So there I was trying to
trying really hard to get rid of my ego. And the harder I tried, the more I became aware
of just how big it was. You know, I felt like, you know, I remember, you know, in some
way talking about the yoga classes I was teaching and I could hear in the tone how I was
trying to make them sound like these fabulous classes and how competitive I was and comparing
with other people and, you know, and just in doing the yoga, how I, back then I was flexible
and I was showing off.
It's been very humbling over the years
that I actually have a disease
that makes it so that stretching is not good for me,
so now I'm not flexible.
That's karma, you know.
So anyway, I was watching my ego playing out
and getting increasingly discouraged
with the possibilities of ever being free.
And I remember being in a women's group
and in our ashram community
and basically saying,
look, I know that I seem like I'm, you know, doing well in different ways,
but confessing that because of my ego the way it was, I just didn't trust myself.
And it was a really big deal to confess that.
It was like I was really naming my shadow and putting it out there and saying,
I just don't like myself and I don't trust myself.
And I remember it really well because, I mean, I have no idea what anybody said.
Yeah, so I have no idea. The responses, I just know that in naming it, something cracked open.
I remember going back to my little room, it was these tiny little room that I lived in,
and really just wide open in touch with all the pain of something is wrong with me.
And so the practices start where you are, and it just came in waves,
a sense of how imperfect I was until after a while, you know,
after a lot of being with it and feeling this kind of broken-hearted at it and making space
for it, more and more I was resting in a tender space.
It was watching almost like a cartoon of my self-character doing all these different things
and I realized as I was watching, that's not me.
That's my story of self.
These are some behaviors that come and go.
The depth of who I am is this presence, this openness, this tenderness that's just paying attention
and that's getting kinder by the moment.
And that was a huge shift because I went from being identified with this person who had a way
too big ego to being awareness that was witnessing it but not hooked or narrowed by it.
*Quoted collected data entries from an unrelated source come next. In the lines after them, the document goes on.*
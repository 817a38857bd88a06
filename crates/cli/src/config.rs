//! CLI configuration utilities

use anyhow::{Context, Result};
use carryit_core::ClientConfig;
use std::path::Path;

/// Load client configuration from `path`, or from the environment alone
pub fn load(path: Option<&Path>) -> Result<ClientConfig> {
    match path {
        Some(path) => ClientConfig::from_file(path)
            .with_context(|| format!("Failed to load configuration from {}", path.display())),
        None => ClientConfig::from_env().context("Failed to load configuration"),
    }
}

#[cfg(test)]
mod tests {
    use super::*;
    use std::io::Write;

    #[test]
    fn test_load_from_file() {
        let mut file = tempfile::Builder::new().suffix(".toml").tempfile().unwrap();
        writeln!(file, "timeout_secs = 45").unwrap();
        writeln!(file, "user_agent = \"carryit-cli-test\"").unwrap();

        let config = load(Some(file.path())).unwrap();
        assert_eq!(config.timeout_secs, 45);
        assert_eq!(config.user_agent, "carryit-cli-test");
    }

    #[test]
    fn test_missing_file_is_reported() {
        let err = load(Some(Path::new("/nonexistent/carryit.toml"))).unwrap_err();
        assert!(err.to_string().contains("/nonexistent/carryit.toml"));
    }
}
This is for me a key juncture.
I've watched this with myself and many people that with practice more and more there's this
shift and the ego still does its thing but there's less and less of a sense of being defined
and more and more freedom to sense who I am, who you are, who we are is so much more mysterious
and vast and deep and beautiful than any of these temporary patterns of thoughts and feelings
and behaviors. And it actually gives us the freedom to then respond to our world that changes
those thoughts and feelings and behaviors in a very natural way. So my aspiration became whenever
I'm caught in self-doubt in not trusting myself to pause and deepen my attention in that
way of being mindful and present. And my other intention was to actively look towards the goodness
that's here in myself and others.
That's the next piece I want to explore with you
because it needs to be on purpose.
You know, we have a negativity bias,
which means that our habit of mind
is to fixate on what's wrong with us
and what's wrong with others
because, according to the survival brain,
it'll help us anticipate trouble and be okay.
But it's a deep habit
and it masks really the goodness that's there.
And when we can't see,
our own goodness. We see others and we just see their ego mask too. There's a story that I've
always loved of a woman who's, you know, comes into, she's outside and then she comes into
the building that she, her office and goes up to her office and they're having a big meeting.
And she said, you know, I was just outside and I saw a clown. And somebody looked at her and said,
really? Was it a real clown or just a person dressed up as a clown?
It's a sleeper, I know.
So we practice.
First practice, start where you are, whenever there's mistrust, self-doubt, to pause and feel your commitment
to really bringing mindfulness and presence so that that shift is possible from being identified
with the self-character, the egoic self, to resting in something larger.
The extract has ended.